TASK DETAILS: A word-for-word repetition of the records beneath this task is the expected answer.

PROVIDED RECORDS:
---+---

#[cfg(test)]
mod tests {
    use super::*;
    use serde_json::json;

    fn command_interaction() -> Value {
        json!({
            "id": "1100000000000000001",
            "application_id": "1100000000000000002",
            "type": 2,
            "token": "tok",
            "guild_id": "1100000000000000003",
            "member": {
                "user": {"id": "42", "username": "operator", "global_name": null},
                "roles": []
            },
            "data": {
                "id": "9",
                "name": "addctfchannels",
                "type": 1,
                "options": [
                    {"name": "ctf_name", "type": 3, "value": "ExampleCTF"},
                    {"name": "headers", "type": 5, "value": true},
                    {"name": "announce", "type": 5, "value": false}
                ]
            }
        })
    }

    #[test]
    fn test_decode_command_interaction() {
        let interaction: Interaction = serde_json::from_value(command_interaction()).unwrap();
        assert_eq!(interaction.kind, InteractionKind::ApplicationCommand);
        assert_eq!(interaction.guild_id, Some(Snowflake(1100000000000000003)));
        assert_eq!(interaction.actor().id, 42);

        let data = interaction.data.unwrap();
        assert_eq!(data.name, "addctfchannels");
        assert_eq!(data.string("ctf_name"), Some("ExampleCTF"));
        assert_eq!(data.boolean("headers"), Some(true));
        assert_eq!(data.boolean("announce"), Some(false));
        assert_eq!(data.boolean("missing"), None);
    }

    #[test]
    fn test_decode_ping() {
        let interaction: Interaction = serde_json::from_value(json!({
            "id": "1", "application_id": "2", "type": 1, "token": "t"
        }))
        .unwrap();
        assert_eq!(interaction.kind, InteractionKind::Ping);
        assert!(interaction.data.is_none());
        assert_eq!(interaction.actor().id, 0);
    }

    #[test]
    fn test_unknown_interaction_type_fails() {
        let result = serde_json::from_value::<Interaction>(json!({
            "id": "1", "application_id": "2", "type": 99, "token": "t"
        }));
        assert!(result.is_err());
    }

    #[test]
    fn test_number_and_channel_options() {
        let data: CommandData = serde_json::from_value(json!({
            "name": "x",
            "options": [
                {"name": "eventid", "type": 10, "value": 2000.4},
                {"name": "category", "type": 7, "value": "555"}
            ]
        }))
        .unwrap();
        assert_eq!(data.number("eventid"), Some(2000.4));
        assert_eq!(data.channel("category"), Some(Snowflake(555)));
    }

    #[test]
    fn test_ephemeral_flag() {
        let data = ResponseData::text("hi").ephemeral();
        assert!(data.is_ephemeral());
        let json = serde_json::to_value(InteractionResponse::message(data)).unwrap();
        assert_eq!(json["type"], 4);
        assert_eq!(json["data"]["flags"], 64);
        assert_eq!(json["data"]["content"], "hi");
        assert!(json["data"].get("embeds").is_none());
    }

    #[test]
    fn test_ids_serialize_as_strings() {
        let user = User {
            id: Snowflake(1234),
            username: "u".into(),
            global_name: None,
        };
        let json = serde_json::to_value(&user).unwrap();
        assert_eq!(json["id"], "1234");
    }

    #[test]
    fn test_pong_has_no_data() {
        let json = serde_json::to_value(InteractionResponse::pong()).unwrap();
        assert_eq!(json, json!({"type": 1}));
    }
}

---+---

YOUR SOLUTION:
#[cfg(test)]
mod tests {
    use super::*;
    use serde_json::json;

    fn command_interaction() -> Value {
        json!({
            "id": "1100000000000000001",
            "application_id": "1100000000000000002",
            "type": 2,
            "token": "tok",
            "guild_id": "1100000000000000003",
            "member": {
                "user": {"id": "42", "username": "operator", "global_name": null},
                "roles": []
            },
            "data": {
                "id": "9",
                "name": "addctfchannels",
                "type": 1,
                "options": [
                    {"name": "ctf_name", "type": 3, "value": "ExampleCTF"},
                    {"name": "headers", "type": 5, "value": true},
                    {"name": "announce", "type": 5, "value": false}
                ]
            }
        })
    }

    #[test]
    fn test_decode_command_interaction() {
        let interaction: Interaction = serde_json::from_value(command_interaction()).unwrap();
        assert_eq!(interaction.kind, InteractionKind::ApplicationCommand);
        assert_eq!(interaction.guild_id, Some(Snowflake(1100000000000000003)));
        assert_eq!(interaction.actor().id, 42);

        let data = interaction.data.unwrap();
        assert_eq!(data.name, "addctfchannels");
        assert_eq!(data.string("ctf_name"), Some("ExampleCTF"));
        assert_eq!(data.boolean("headers"), Some(true));
        assert_eq!(data.boolean("announce"), Some(false));
        assert_eq!(data.boolean("missing"), None);
    }

    #[test]
    fn test_decode_ping() {
        let interaction: Interaction = serde_json::from_value(json!({
            "id": "1", "application_id": "2", "type": 1, "token": "t"
        }))
        .unwrap();
        assert_eq!(interaction.kind, InteractionKind::Ping);
        assert!(interaction.data.is_none());
        assert_eq!(interaction.actor().id, 0);
    }

    #[test]
    fn test_unknown_interaction_type_fails() {
        let result = serde_json::from_value::<Interaction>(json!({
            "id": "1", "application_id": "2", "type": 99, "token": "t"
        }));
        assert!(result.is_err());
    }

    #[test]
    fn test_number_and_channel_options() {
        let data: CommandData = serde_json::from_value(json!({
            "name": "x",
            "options": [
                {"name": "eventid", "type": 10, "value": 2000.4},
                {"name": "category", "type": 7, "value": "555"}
            ]
        }))
        .unwrap();
        assert_eq!(data.number("eventid"), Some(2000.4));
        assert_eq!(data.channel("category"), Some(Snowflake(555)));
    }

    #[test]
    fn test_ephemeral_flag() {
        let data = ResponseData::text("hi").ephemeral();
        assert!(data.is_ephemeral());
        let json = serde_json::to_value(InteractionResponse::message(data)).unwrap();
        assert_eq!(json["type"], 4);
        assert_eq!(json["data"]["flags"], 64);
        assert_eq!(json["data"]["content"], "hi");
        assert!(json["data"].get("embeds").is_none());
    }

    #[test]
    fn test_ids_serialize_as_strings() {
        let user = User {
            id: Snowflake(1234),
            username: "u".into(),
            global_name: None,
        };
        let json = serde_json::to_value(&user).unwrap();
        assert_eq!(json["id"], "1234");
    }

    #[test]
    fn test_pong_has_no_data() {
        let json = serde_json::to_value(InteractionResponse::pong()).unwrap();
        assert_eq!(json, json!({"type": 1}));
    }
}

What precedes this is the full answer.